Collected data
··········

//! Caller authorization.

use async_trait::async_trait;
use common::CustomerId;
use thiserror::Error;

#[derive(Debug, Clone, PartialEq, Eq, Error)]
pub enum AuthError {
    #[error("Caller {caller} may not act for customer {claimed}")]
    Mismatch {
        caller: CustomerId,
        claimed: CustomerId,
    },
}

/// Decides whether an authenticated caller may check out for a customer.
#[async_trait]
pub trait CustomerAuthenticator: Send + Sync {
    async fn authorize(&self, caller: CustomerId, claimed: CustomerId) -> Result<(), AuthError>;
}

/// Allows a caller to act only for itself.
#[derive(Debug, Clone, Copy, Default)]
pub struct MatchingCustomerAuthenticator;

#[async_trait]
impl CustomerAuthenticator for MatchingCustomerAuthenticator {
    async fn authorize(&self, caller: CustomerId, claimed: CustomerId) -> Result<(), AuthError> {
        if caller != claimed {
            return Err(AuthError::Mismatch { caller, claimed });
        }
        Ok(())
    }
}
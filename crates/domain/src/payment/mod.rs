//! Payment reservations and settled payments.

mod request;
mod settlement;
mod state;

pub use request::{GatewayToken, PaymentRequest, ReservationPayload, StatusTransition};
pub use settlement::{Payment, PaymentMethod, Settlement};
pub use state::PaymentRequestStatus;

use thiserror::Error;

/// Errors raised by payment request operations.
#[derive(Debug, Clone, PartialEq, Eq, Error)]
pub enum PaymentRequestError {
    #[error("Gateway token must not be blank")]
    BlankToken,

    #[error("Reserved amount must be positive, got {0}")]
    NonPositiveAmount(i64),

    #[error("Payment provider must not be blank")]
    BlankProvider,

    /// Transitions may only target a terminal status.
    #[error("Cannot transition a payment request to non-terminal status {0}")]
    NonTerminalTarget(PaymentRequestStatus),

    /// The stored payload could not be decoded.
    #[error("Corrupt reservation payload: {0}")]
    CorruptPayload(String),

    #[error("Unknown payment request status: {0}")]
    UnknownStatus(String),

    #[error("Unknown payment method: {0}")]
    UnknownMethod(String),
}
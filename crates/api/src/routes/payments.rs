//! Gateway redirect callbacks and reservation lookup.

use std::sync::Arc;

use axum::Json;
use axum::extract::{Path, Query, State};
use chrono::{DateTime, Utc};
use checkout::{FailureCallback, FailureOutcome, PaymentConfirmation, SuccessCallback};
use common::{OrderId, PaymentRequestId};
use domain::{PaymentRequest, PaymentRequestStatus};
use serde::Serialize;
use store::Store;

use crate::AppState;
use crate::error::ApiError;

#[derive(Serialize)]
#[serde(rename_all = "camelCase")]
pub struct PaymentRequestResponse {
    pub id: PaymentRequestId,
    pub internal_order_id: OrderId,
    pub order_id: String,
    pub provider: String,
    pub status: PaymentRequestStatus,
    pub amount: Option<i64>,
    pub requested_at: DateTime<Utc>,
    pub responded_at: Option<DateTime<Utc>>,
    pub failure_reason: Option<String>,
}

impl From<PaymentRequest> for PaymentRequestResponse {
    fn from(request: PaymentRequest) -> Self {
        Self {
            amount: request.reserved_amount().ok().map(|amount| amount.amount()),
            id: request.id,
            internal_order_id: request.order_id,
            order_id: request.token.to_string(),
            provider: request.provider,
            status: request.status,
            requested_at: request.requested_at,
            responded_at: request.responded_at,
            failure_reason: request.failure_reason,
        }
    }
}

/// GET /payments/success?paymentKey=..&orderId=..&amount=..
#[tracing::instrument(skip(state, callback))]
pub async fn success<S: Store>(
    State(state): State<Arc<AppState<S>>>,
    Query(callback): Query<SuccessCallback>,
) -> Result<Json<PaymentConfirmation>, ApiError> {
    let confirmation = state.checkout.handle_callback_success(callback).await?;
    Ok(Json(confirmation))
}

/// GET /payments/fail and /payments/cancel
#[tracing::instrument(skip(state, callback))]
pub async fn failure<S: Store>(
    State(state): State<Arc<AppState<S>>>,
    Query(callback): Query<FailureCallback>,
) -> Result<Json<FailureOutcome>, ApiError> {
    let outcome = state
        .checkout
        .handle_callback_failure_or_cancel(callback)
        .await?;
    Ok(Json(outcome))
}

/// GET /payment-requests/{token}
pub async fn by_token<S: Store>(
    State(state): State<Arc<AppState<S>>>,
    Path(token): Path<String>,
) -> Result<Json<PaymentRequestResponse>, ApiError> {
    let request = state.checkout.find_payment_request(&token).await?;
    Ok(Json(request.into()))
}
/// Runs checkouts and settles their reservations.
pub struct CheckoutOrchestrator<S> {
    store: S,
    settings: CheckoutSettings,
    gateway: Arc<dyn GatewayClient>,
    authenticator: Arc<dyn CustomerAuthenticator>,
    sweeper: Arc<TimeoutSweeper>,
    ledger: PointLedger<S>,
    lifecycle: OrderLifecycle<S>,
    requests: PaymentRequestStore<S>,
    validator: CallbackValidator<S>,
    compensator: RollbackCompensator<S>,
    /// Reservations a success callback is currently confirming.
    confirming: Mutex<HashSet<PaymentRequestId>>,
}

/// Exclusive right to confirm one reservation; released on drop.
struct ConfirmClaim<'a> {
    confirming: &'a Mutex<HashSet<PaymentRequestId>>,
    id: PaymentRequestId,
}

impl Drop for ConfirmClaim<'_> {
    fn drop(&mut self) {
        self.confirming
            .lock()
            .unwrap_or_else(PoisonError::into_inner)
            .remove(&self.id);
    }
}
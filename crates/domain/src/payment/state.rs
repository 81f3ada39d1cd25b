//! Payment request status machine.

use serde::{Deserialize, Serialize};

use super::PaymentRequestError;

/// Status of a payment reservation.
///
/// PENDING is the only non-terminal status; a reservation leaves it exactly
/// once and never moves again.
#[derive(Debug, Clone, Copy, PartialEq, Eq, Hash, Serialize, Deserialize, Default)]
#[serde(rename_all = "SCREAMING_SNAKE_CASE")]
pub enum PaymentRequestStatus {
    /// Waiting for a gateway callback or the timeout.
    #[default]
    Pending,

    /// Gateway confirmed the charge.
    Completed,

    /// Customer canceled or the reservation timed out.
    Canceled,

    /// Gateway reported a failure.
    Failed,
}

impl PaymentRequestStatus {
    /// Returns true if no further transition is permitted.
    pub fn is_terminal(&self) -> bool {
        !matches!(self, PaymentRequestStatus::Pending)
    }

    pub fn as_str(&self) -> &'static str {
        match self {
            PaymentRequestStatus::Pending => "PENDING",
            PaymentRequestStatus::Completed => "COMPLETED",
            PaymentRequestStatus::Canceled => "CANCELED",
            PaymentRequestStatus::Failed => "FAILED",
        }
    }
}

impl std::fmt::Display for PaymentRequestStatus {
    fn fmt(&self, f: &mut std::fmt::Formatter<'_>) -> std::fmt::Result {
        write!(f, "{}", self.as_str())
    }
}

impl std::str::FromStr for PaymentRequestStatus {
    type Err = PaymentRequestError;

    fn from_str(s: &str) -> Result<Self, Self::Err> {
        match s {
            "PENDING" => Ok(PaymentRequestStatus::Pending),
            "COMPLETED" => Ok(PaymentRequestStatus::Completed),
            "CANCELED" => Ok(PaymentRequestStatus::Canceled),
            "FAILED" => Ok(PaymentRequestStatus::Failed),
            other => Err(PaymentRequestError::UnknownStatus(other.to_string())),
        }
    }
}
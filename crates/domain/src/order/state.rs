//! Order status machine.

use serde::{Deserialize, Serialize};

/// The status of an order in its lifecycle.
///
/// Status transitions:
/// ```text
/// Pending ──┬──► Paid ──► Completed
///           └──► Canceled
/// ```
///
/// Cancellation is only possible before payment; a canceled order stays
/// canceled, and a paid order can only move on to completion.
#[derive(Debug, Clone, Copy, PartialEq, Eq, Hash, Serialize, Deserialize, Default)]
#[serde(rename_all = "SCREAMING_SNAKE_CASE")]
pub enum OrderStatus {
    /// Order created by checkout, awaiting payment.
    #[default]
    Pending,

    /// Payment committed.
    Paid,

    /// Order fulfilled by the store (terminal state).
    Completed,

    /// Order canceled by compensation (terminal state).
    Canceled,
}

impl OrderStatus {
    /// Returns true if a payment can be attached in this status.
    pub fn can_pay(&self) -> bool {
        matches!(self, OrderStatus::Pending)
    }

    /// Returns true if the order can be completed in this status.
    pub fn can_complete(&self) -> bool {
        matches!(self, OrderStatus::Paid)
    }

    /// Returns true if the order can be canceled in this status.
    pub fn can_cancel(&self) -> bool {
        matches!(self, OrderStatus::Pending)
    }

    /// Returns true if this is a terminal status.
    pub fn is_terminal(&self) -> bool {
        matches!(self, OrderStatus::Completed | OrderStatus::Canceled)
    }

    /// Returns the status code as stored and exposed to clients.
    pub fn as_str(&self) -> &'static str {
        match self {
            OrderStatus::Pending => "PENDING",
            OrderStatus::Paid => "PAID",
            OrderStatus::Completed => "COMPLETED",
            OrderStatus::Canceled => "CANCELED",
        }
    }
}

impl std::fmt::Display for OrderStatus {
    fn fmt(&self, f: &mut std::fmt::Formatter<'_>) -> std::fmt::Result {
        write!(f, "{}", self.as_str())
    }
}
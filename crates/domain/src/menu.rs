//! Menu catalogue entries.

use common::{MenuId, StoreId};
use serde::{Deserialize, Serialize};

use crate::order::{Money, OrderLine};

/// A menu item sold by a store. Its price is the only price checkout trusts.
#[derive(Debug, Clone, PartialEq, Eq, Serialize, Deserialize)]
pub struct Menu {
    pub id: MenuId,
    pub store_id: StoreId,
    pub name: String,
    pub price: Money,
}

impl Menu {
    pub fn new(id: MenuId, store_id: StoreId, name: impl Into<String>, price: Money) -> Self {
        Self {
            id,
            store_id,
            name: name.into(),
            price,
        }
    }

    /// Builds an order line priced from this entry.
    pub fn line(&self, quantity: u32) -> OrderLine {
        OrderLine::new(self.id, self.name.clone(), self.price, quantity)
    }
}
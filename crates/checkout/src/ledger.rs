//! Loyalty point reservations and refunds.

use common::CustomerId;
use domain::Points;
use store::Store;

use crate::error::Result;

/// Owns every mutation of a customer's point balance.
#[derive(Clone)]
pub struct PointLedger<S> {
    store: S,
}

impl<S: Store> PointLedger<S> {
    pub fn new(store: S) -> Self {
        Self { store }
    }

    /// Debits points, failing without mutation if the balance is short.
    ///
    /// Returns the new balance.
    #[tracing::instrument(skip(self, amount), fields(amount = amount.value()))]
    pub async fn reserve(&self, customer_id: CustomerId, amount: Points) -> Result<Points> {
        let balance = self
            .store
            .update_customer(customer_id, move |customer| {
                Ok(customer.reserve_points(amount)?)
            })
            .await?;

        tracing::info!(%customer_id, balance = balance.value(), "points reserved");
        Ok(balance)
    }

    /// Credits points back.
    ///
    /// Refunds are not matched against a prior reservation; `context` is
    /// logged with every refund so they can be reconciled later.
    #[tracing::instrument(skip(self, amount), fields(amount = amount.value()))]
    pub async fn refund(
        &self,
        customer_id: CustomerId,
        amount: Points,
        context: &str,
    ) -> Result<Points> {
        let balance = self
            .store
            .update_customer(customer_id, move |customer| {
                Ok(customer.refund_points(amount)?)
            })
            .await?;

        metrics::counter!("points_refunded_total").increment(amount.value().unsigned_abs());
        tracing::info!(
            %customer_id,
            refunded = amount.value(),
            balance = balance.value(),
            context,
            "points refunded"
        );
        Ok(balance)
    }

    /// Returns the current balance.
    pub async fn balance(&self, customer_id: CustomerId) -> Result<Points> {
        let customer = self.store.get_customer(customer_id).await?;
        Ok(Points::new(customer.points.value()))
    }
}
//! Payment reservation records.

use std::sync::Arc;

use chrono::Utc;
use common::{OrderId, PaymentRequestId};
use domain::{GatewayToken, Money, PaymentRequest, StatusTransition};
use store::Store;

use crate::error::Result;
use crate::sweeper::TimeoutSweeper;

/// Stores one reservation per checkout attempt and guards its status.
#[derive(Clone)]
pub struct PaymentRequestStore<S> {
    store: S,
    sweeper: Arc<TimeoutSweeper>,
}

impl<S: Store> PaymentRequestStore<S> {
    pub fn new(store: S, sweeper: Arc<TimeoutSweeper>) -> Self {
        Self { store, sweeper }
    }

    /// Records a PENDING reservation and arms its expiry timer.
    ///
    /// The `{token, amount}` payload written here is the only amount the
    /// callback validator will trust.
    #[tracing::instrument(skip(self, token, amount), fields(token = %token, amount = amount.amount()))]
    pub async fn reserve(
        &self,
        order_id: OrderId,
        provider: &str,
        token: GatewayToken,
        amount: Money,
    ) -> Result<PaymentRequest> {
        let request = PaymentRequest::open(order_id, provider, token, amount, Utc::now())?;
        self.store.insert_payment_request(&request).await?;
        self.sweeper.arm(request.id);

        tracing::info!(payment_request_id = %request.id, "payment request reserved");
        Ok(request)
    }

    /// Looks up a reservation by gateway token. Blank tokens match nothing.
    pub async fn find_by_token(&self, token: &str) -> Result<Option<PaymentRequest>> {
        let Ok(token) = GatewayToken::parse(token) else {
            return Ok(None);
        };
        Ok(self.store.find_payment_request_by_token(&token).await?)
    }

    pub async fn get(&self, id: PaymentRequestId) -> Result<PaymentRequest> {
        Ok(self.store.get_payment_request(id).await?)
    }

    /// Applies a terminal transition if the reservation is still PENDING.
    ///
    /// Exactly one caller per reservation gets `true`; everyone after that
    /// gets `false` and must not apply any side effect.
    #[tracing::instrument(skip(self, transition), fields(status = %transition.status()))]
    pub async fn transition(
        &self,
        id: PaymentRequestId,
        transition: StatusTransition,
    ) -> Result<bool> {
        let won = self.store.transition_payment_request(id, transition).await?;
        if won {
            tracing::info!("payment request transitioned");
        } else {
            tracing::info!("payment request already terminal; transition skipped");
        }
        Ok(won)
    }
}
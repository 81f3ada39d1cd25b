//! API error types with HTTP response mapping.

use axum::http::StatusCode;
use axum::response::{IntoResponse, Response};
use checkout::{CheckoutError, ErrorKind};
use serde::Serialize;

/// API-level error type that maps to HTTP responses.
#[derive(Debug)]
pub enum ApiError {
    /// The caller did not identify itself.
    Unauthorized(String),
    /// Bad request from the client.
    BadRequest(String),
    /// Saga error, mapped by its kind.
    Checkout(CheckoutError),
    /// Internal server error.
    Internal(String),
}

#[derive(Debug, Serialize)]
pub struct ErrorBody {
    pub error: String,
    pub code: &'static str,
}

impl IntoResponse for ApiError {
    fn into_response(self) -> Response {
        let (status, message, code) = match self {
            ApiError::Unauthorized(msg) => (StatusCode::UNAUTHORIZED, msg, "UNAUTHORIZED"),
            ApiError::BadRequest(msg) => (StatusCode::BAD_REQUEST, msg, "BAD_REQUEST"),
            ApiError::Checkout(err) => checkout_error_to_response(err),
            ApiError::Internal(msg) => {
                tracing::error!(error = %msg, "internal server error");
                (StatusCode::INTERNAL_SERVER_ERROR, msg, "INTERNAL_ERROR")
            }
        };

        let body = ErrorBody {
            error: message,
            code,
        };
        (status, axum::Json(body)).into_response()
    }
}

fn checkout_error_to_response(err: CheckoutError) -> (StatusCode, String, &'static str) {
    let code = err.reason_code();
    let status = match (&err, err.kind()) {
        (CheckoutError::Forbidden { .. }, _) => StatusCode::FORBIDDEN,
        (err, _) if err.is_already_processed() || err.is_in_progress() => StatusCode::CONFLICT,
        (_, _) if code == "INVALID_ORDER_STATE" => StatusCode::CONFLICT,
        (_, ErrorKind::Validation) => StatusCode::BAD_REQUEST,
        (_, ErrorKind::NotFound) => StatusCode::NOT_FOUND,
        (_, ErrorKind::BusinessRule) => StatusCode::UNPROCESSABLE_ENTITY,
        (_, ErrorKind::Upstream) => StatusCode::BAD_GATEWAY,
        (_, ErrorKind::Inconsistency) | (_, ErrorKind::Infrastructure) => {
            tracing::error!(error = %err, code, "checkout failed on the server side");
            StatusCode::INTERNAL_SERVER_ERROR
        }
    };
    (status, err.to_string(), code)
}

impl From<CheckoutError> for ApiError {
    fn from(err: CheckoutError) -> Self {
        ApiError::Checkout(err)
    }
}

#[cfg(test)]
mod tests {
    use checkout::CallbackRejection;
    use domain::{Money, PaymentRequestStatus, PointError};

    use super::*;

    fn status_of(err: CheckoutError) -> StatusCode {
        ApiError::from(err).into_response().status()
    }

    #[test]
    fn test_kind_to_status_mapping() {
        assert_eq!(
            status_of(CheckoutError::InvalidPayload("bad".into())),
            StatusCode::BAD_REQUEST
        );
        assert_eq!(
            status_of(CheckoutError::Forbidden {
                claimed: "c".into()
            }),
            StatusCode::FORBIDDEN
        );
        assert_eq!(
            status_of(
                PointError::InsufficientBalance {
                    available: 1,
                    requested: 2
                }
                .into()
            ),
            StatusCode::UNPROCESSABLE_ENTITY
        );
        assert_eq!(
            status_of(
                CallbackRejection::AmountMismatch {
                    reserved: Money::new(10),
                    claimed: Money::new(5)
                }
                .into()
            ),
            StatusCode::UNPROCESSABLE_ENTITY
        );
        assert_eq!(
            status_of(
                CallbackRejection::AlreadyProcessed {
                    status: PaymentRequestStatus::Completed
                }
                .into()
            ),
            StatusCode::CONFLICT
        );
        assert_eq!(
            status_of(CallbackRejection::ConfirmationInProgress.into()),
            StatusCode::CONFLICT
        );
        assert_eq!(
            status_of(CheckoutError::LimitExceeded {
                amount: Money::new(200),
                max: Money::new(100)
            }),
            StatusCode::UNPROCESSABLE_ENTITY
        );
        assert_eq!(
            status_of(CheckoutError::Inconsistency("gone".into())),
            StatusCode::INTERNAL_SERVER_ERROR
        );
    }

    #[test]
    fn test_unauthorized() {
        let response = ApiError::Unauthorized("missing x-customer-id".into()).into_response();
        assert_eq!(response.status(), StatusCode::UNAUTHORIZED);
    }
}
use std::collections::HashMap;
use std::sync::Arc;

use async_trait::async_trait;
use common::{CustomerId, MenuId, OrderId, PaymentId, PaymentRequestId};
use domain::{
    Customer, DomainError, GatewayToken, Menu, Order, OrderNumber, Payment, PaymentRequest,
    StatusTransition,
};
use tokio::sync::RwLock;

use crate::{
    Result, StoreError,
    store::{
        CustomerRepository, MenuRepository, OrderRepository, PaymentRepository,
        PaymentRequestRepository,
    },
};

#[derive(Default)]
struct PaymentRequestTable {
    rows: HashMap<PaymentRequestId, PaymentRequest>,
    by_token: HashMap<String, PaymentRequestId>,
}

/// In-memory store implementation for tests and local runs.
///
/// Each table sits behind its own `RwLock`; updates take the write lock for
/// the whole read-modify-write so concurrent writers to the same entity are
/// serialized.
#[derive(Clone, Default)]
pub struct InMemoryStore {
    orders: Arc<RwLock<HashMap<OrderId, Order>>>,
    customers: Arc<RwLock<HashMap<CustomerId, Customer>>>,
    menus: Arc<RwLock<HashMap<MenuId, Menu>>>,
    payment_requests: Arc<RwLock<PaymentRequestTable>>,
    payments: Arc<RwLock<HashMap<PaymentId, Payment>>>,
}

impl InMemoryStore {
    /// Creates a new empty in-memory store.
    pub fn new() -> Self {
        Self::default()
    }

    /// Returns the number of stored payments.
    pub async fn payment_count(&self) -> usize {
        self.payments.read().await.len()
    }

    /// Returns the number of stored payment requests.
    pub async fn payment_request_count(&self) -> usize {
        self.payment_requests.read().await.rows.len()
    }
}

#[async_trait]
impl OrderRepository for InMemoryStore {
    async fn insert_order(&self, order: &Order) -> Result<()> {
        let mut orders = self.orders.write().await;
        if orders.contains_key(&order.id()) {
            return Err(StoreError::Duplicate {
                entity: "order",
                key: order.id().to_string(),
            });
        }
        orders.insert(order.id(), order.clone());
        Ok(())
    }

    async fn get_order(&self, id: OrderId) -> Result<Order> {
        self.orders
            .read()
            .await
            .get(&id)
            .cloned()
            .ok_or_else(|| StoreError::not_found("order", id))
    }

    async fn find_order_by_number(&self, number: &OrderNumber) -> Result<Option<Order>> {
        Ok(self
            .orders
            .read()
            .await
            .values()
            .find(|o| o.order_number() == number)
            .cloned())
    }

    async fn list_orders_for_customer(&self, customer_id: CustomerId) -> Result<Vec<Order>> {
        let mut orders: Vec<Order> = self
            .orders
            .read()
            .await
            .values()
            .filter(|o| o.customer_id() == customer_id)
            .cloned()
            .collect();
        orders.sort_by(|a, b| b.created_at().cmp(&a.created_at()));
        Ok(orders)
    }

    async fn update_order<F, T>(&self, id: OrderId, apply: F) -> Result<T>
    where
        F: FnOnce(&mut Order) -> std::result::Result<T, DomainError> + Send + 'static,
        T: Send + 'static,
    {
        let mut orders = self.orders.write().await;
        let current = orders
            .get(&id)
            .ok_or_else(|| StoreError::not_found("order", id))?;

        // Work on a copy so a rejected change leaves the stored order intact.
        let mut next = current.clone();
        let out = apply(&mut next)?;
        orders.insert(id, next);
        Ok(out)
    }
}

#[async_trait]
impl CustomerRepository for InMemoryStore {
    async fn insert_customer(&self, customer: &Customer) -> Result<()> {
        let mut customers = self.customers.write().await;
        if customers.contains_key(&customer.id) {
            return Err(StoreError::Duplicate {
                entity: "customer",
                key: customer.id.to_string(),
            });
        }
        customers.insert(customer.id, customer.clone());
        Ok(())
    }

    async fn get_customer(&self, id: CustomerId) -> Result<Customer> {
        self.customers
            .read()
            .await
            .get(&id)
            .cloned()
            .ok_or_else(|| StoreError::not_found("customer", id))
    }

    async fn update_customer<F, T>(&self, id: CustomerId, apply: F) -> Result<T>
    where
        F: FnOnce(&mut Customer) -> std::result::Result<T, DomainError> + Send + 'static,
        T: Send + 'static,
    {
        let mut customers = self.customers.write().await;
        let current = customers
            .get(&id)
            .ok_or_else(|| StoreError::not_found("customer", id))?;

        let mut next = current.clone();
        let out = apply(&mut next)?;
        customers.insert(id, next);
        Ok(out)
    }
}

#[async_trait]
impl MenuRepository for InMemoryStore {
    async fn insert_menu(&self, menu: &Menu) -> Result<()> {
        self.menus.write().await.insert(menu.id, menu.clone());
        Ok(())
    }

    async fn get_menu(&self, id: MenuId) -> Result<Menu> {
        self.menus
            .read()
            .await
            .get(&id)
            .cloned()
            .ok_or_else(|| StoreError::not_found("menu", id))
    }
}

#[async_trait]
impl PaymentRequestRepository for InMemoryStore {
    async fn insert_payment_request(&self, request: &PaymentRequest) -> Result<()> {
        let mut table = self.payment_requests.write().await;
        let token = request.token.as_str().to_string();
        if table.by_token.contains_key(&token) {
            tracing::warn!(%token, "duplicate payment request token rejected");
            return Err(StoreError::Duplicate {
                entity: "payment request token",
                key: token,
            });
        }
        table.by_token.insert(token, request.id);
        table.rows.insert(request.id, request.clone());
        Ok(())
    }

    async fn get_payment_request(&self, id: PaymentRequestId) -> Result<PaymentRequest> {
        self.payment_requests
            .read()
            .await
            .rows
            .get(&id)
            .cloned()
            .ok_or_else(|| StoreError::not_found("payment request", id))
    }

    async fn find_payment_request_by_token(
        &self,
        token: &GatewayToken,
    ) -> Result<Option<PaymentRequest>> {
        let table = self.payment_requests.read().await;
        Ok(table
            .by_token
            .get(token.as_str())
            .and_then(|id| table.rows.get(id))
            .cloned())
    }

    async fn transition_payment_request(
        &self,
        id: PaymentRequestId,
        transition: StatusTransition,
    ) -> Result<bool> {
        let mut table = self.payment_requests.write().await;
        let request = table
            .rows
            .get_mut(&id)
            .ok_or_else(|| StoreError::not_found("payment request", id))?;
        let won = request.apply_transition(&transition);
        if !won {
            tracing::debug!(
                payment_request_id = %id,
                current = %request.status,
                attempted = %transition.status(),
                "payment request transition lost"
            );
        }
        Ok(won)
    }
}

#[async_trait]
impl PaymentRepository for InMemoryStore {
    async fn insert_payment(&self, payment: &Payment) -> Result<()> {
        let mut payments = self.payments.write().await;
        if payments.contains_key(&payment.id) {
            return Err(StoreError::Duplicate {
                entity: "payment",
                key: payment.id.to_string(),
            });
        }
        payments.insert(payment.id, payment.clone());
        Ok(())
    }

    async fn get_payment(&self, id: PaymentId) -> Result<Payment> {
        self.payments
            .read()
            .await
            .get(&id)
            .cloned()
            .ok_or_else(|| StoreError::not_found("payment", id))
    }

    async fn find_payment_by_request(&self, id: PaymentRequestId) -> Result<Option<Payment>> {
        Ok(self
            .payments
            .read()
            .await
            .values()
            .find(|p| p.payment_request_id == Some(id))
            .cloned())
    }
}
//! HTTP surface of the checkout payment saga.
//!
//! Exposes checkout, the gateway redirect callbacks and order reads, with
//! structured logging (tracing) and Prometheus metrics.

pub mod config;
pub mod error;
pub mod routes;

use std::sync::Arc;

use axum::Router;
use axum::routing::{get, post};
use checkout::{CheckoutOrchestrator, Collaborators, DEFAULT_STORE_ID};
use checkout::services::{InMemoryCart, MatchingCustomerAuthenticator};
use common::{CustomerId, MenuId, StoreId};
use domain::{Customer, DomainError, Menu, Money, PointBalance};
use metrics_exporter_prometheus::PrometheusHandle;
use store::{CustomerRepository, MenuRepository, Store, StoreError};
use tower_http::cors::{Any, CorsLayer};
use tower_http::trace::TraceLayer;
use uuid::Uuid;

use crate::config::Config;
use crate::error::ApiError;

/// Customer seeded into the in-memory store.
pub const DEMO_CUSTOMER_ID: Uuid = Uuid::from_u128(0x11111111_1111_1111_1111_111111111111);

/// Shared application state accessible from all handlers.
pub struct AppState<S> {
    pub checkout: Arc<CheckoutOrchestrator<S>>,
}

/// Creates the Axum application router with all routes and shared state.
pub fn create_app<S: Store>(state: Arc<AppState<S>>, metrics_handle: PrometheusHandle) -> Router {
    let metrics_router = Router::new()
        .route("/metrics", get(routes::metrics::render))
        .with_state(metrics_handle);

    Router::new()
        .route("/health", get(routes::health::check::<S>))
        .route("/checkout", post(routes::checkout::create::<S>))
        .route("/payments/success", get(routes::payments::success::<S>))
        .route("/payments/fail", get(routes::payments::failure::<S>))
        .route("/payments/cancel", get(routes::payments::failure::<S>))
        .route("/payment-requests/{token}", get(routes::payments::by_token::<S>))
        .route("/orders/{id}", get(routes::orders::get::<S>))
        .route("/orders/{id}/complete", post(routes::orders::complete::<S>))
        .route("/customers/{id}/orders", get(routes::orders::for_customer::<S>))
        .with_state(state)
        .merge(metrics_router)
        .layer(
            CorsLayer::new()
                .allow_origin(Any)
                .allow_methods(Any)
                .allow_headers(Any),
        )
        .layer(TraceLayer::new_for_http())
}

/// Wires the orchestrator for `store` from the configuration.
///
/// Must be called from within a tokio runtime.
pub fn create_state<S: Store>(store: S, config: &Config) -> Result<Arc<AppState<S>>, ApiError> {
    let gateway = config
        .gateway()
        .map_err(|e| ApiError::Internal(format!("gateway client: {e}")))?;
    let collaborators = Collaborators::new(
        gateway,
        Arc::new(InMemoryCart::new()),
        Arc::new(MatchingCustomerAuthenticator),
    );
    let checkout = CheckoutOrchestrator::start(store, collaborators, config.checkout_settings());
    Ok(Arc::new(AppState { checkout }))
}

/// Seeds a customer with points and a small menu into the default store.
pub async fn seed_demo_data<S: Store>(store: &S) -> Result<(), StoreError> {
    let customer = Customer::new(
        CustomerId::from_uuid(DEMO_CUSTOMER_ID),
        "Demo Customer",
        PointBalance::new(10_000).map_err(DomainError::from)?,
    );
    store.insert_customer(&customer).await?;

    let store_id = StoreId::from_uuid(DEFAULT_STORE_ID);
    let menus = [
        (0x22222222_2222_2222_2222_000000000001_u128, "Bulgogi Set", 25_000),
        (0x22222222_2222_2222_2222_000000000002_u128, "Bibimbap", 10_000),
        (0x22222222_2222_2222_2222_000000000003_u128, "Kimchi Jjigae", 9_000),
    ];
    for (id, name, price) in menus {
        let menu = Menu::new(
            MenuId::from_uuid(Uuid::from_u128(id)),
            store_id,
            name,
            Money::new(price),
        );
        store.insert_menu(&menu).await?;
    }

    tracing::info!(customer_id = %customer.id, menus = menus.len(), "demo data seeded");
    Ok(())
}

··········

Using the records above, restate word for word the lines from the one with "balance is short." through the one with "pub async fn balance(&self, customer_id: CustomerId)", both included.

# RESULT BELOW:
    /// Debits points, failing without mutation if the balance is short.
    ///
    /// Returns the new balance.
    #[tracing::instrument(skip(self, amount), fields(amount = amount.value()))]
    pub async fn reserve(&self, customer_id: CustomerId, amount: Points) -> Result<Points> {
        let balance = self
            .store
            .update_customer(customer_id, move |customer| {
                Ok(customer.reserve_points(amount)?)
            })
            .await?;

        tracing::info!(%customer_id, balance = balance.value(), "points reserved");
        Ok(balance)
    }

    /// Credits points back.
    ///
    /// Refunds are not matched against a prior reservation; `context` is
    /// logged with every refund so they can be reconciled later.
    #[tracing::instrument(skip(self, amount), fields(amount = amount.value()))]
    pub async fn refund(
        &self,
        customer_id: CustomerId,
        amount: Points,
        context: &str,
    ) -> Result<Points> {
        let balance = self
            .store
            .update_customer(customer_id, move |customer| {
                Ok(customer.refund_points(amount)?)
            })
            .await?;

        metrics::counter!("points_refunded_total").increment(amount.value().unsigned_abs());
        tracing::info!(
            %customer_id,
            refunded = amount.value(),
            balance = balance.value(),
            context,
            "points refunded"
        );
        Ok(balance)
    }

    /// Returns the current balance.
    pub async fn balance(&self, customer_id: CustomerId) -> Result<Points> {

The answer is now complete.